[LISTED RECORDS Boundary: Start]

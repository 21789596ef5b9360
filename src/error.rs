use std::io;

/// Result alias used throughout the crate.
pub type Result<T> = std::result::Result<T, Error>;

/// Failures surfaced by the adapter layer.
///
/// [`Error::DestinationTooSmall`] is recoverable: the caller may retry the
/// same operation with a larger destination. Everything else aborts the
/// current call; after a failure an adapter instance is only guaranteed to be
/// usable for `close`.
#[derive(Debug, thiserror::Error)]
pub enum Error {
    /// The destination buffer cannot hold the output of the call.
    #[error("destination buffer too small: {available} bytes available{}", needed_suffix(.needed))]
    DestinationTooSmall {
        /// Exact number of bytes required, when the engine can tell.
        needed: Option<usize>,
        /// Remaining capacity the caller supplied.
        available: usize,
    },

    /// An I/O call was made on an adapter that has already been closed.
    #[error("stream is closed")]
    StreamClosed,

    /// The input is not a valid frame for the configured codec.
    #[error("malformed frame: {0}")]
    MalformedFrame(String),

    /// A failure of the wrapped source or sink, propagated unchanged.
    #[error(transparent)]
    Io(#[from] io::Error),
}

fn needed_suffix(needed: &Option<usize>) -> String {
    match needed {
        Some(n) => format!(", {n} required"),
        None => String::new(),
    }
}

impl Error {
    pub(crate) fn too_small(needed: impl Into<Option<usize>>, available: usize) -> Self {
        Error::DestinationTooSmall {
            needed: needed.into(),
            available,
        }
    }

    pub(crate) fn malformed(msg: impl Into<String>) -> Self {
        Error::MalformedFrame(msg.into())
    }

    /// True when retrying the failed call with a larger destination may succeed.
    pub fn is_recoverable(&self) -> bool {
        matches!(self, Error::DestinationTooSmall { .. })
    }
}

impl From<Error> for io::Error {
    fn from(e: Error) -> io::Error {
        match e {
            Error::Io(io) => io,
            Error::MalformedFrame(_) => io::Error::new(io::ErrorKind::InvalidData, e),
            Error::StreamClosed | Error::DestinationTooSmall { .. } => io::Error::other(e),
        }
    }
}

[LISTED RECORDS Boundary: End]

| WORK INSTRUCTION |
When you reach the line that contains "of the call.", stop; output it and every line before it from the start of the data, exactly as written.

| RESPONSE AREA |
repository 21789596ef5b9360
filename src/error.rs
use std::io;

/// Result alias used throughout the crate.
pub type Result<T> = std::result::Result<T, Error>;

/// Failures surfaced by the adapter layer.
///
/// [`Error::DestinationTooSmall`] is recoverable: the caller may retry the
/// same operation with a larger destination. Everything else aborts the
/// current call; after a failure an adapter instance is only guaranteed to be
/// usable for `close`.
#[derive(Debug, thiserror::Error)]
pub enum Error {
    /// The destination buffer cannot hold the output of the call.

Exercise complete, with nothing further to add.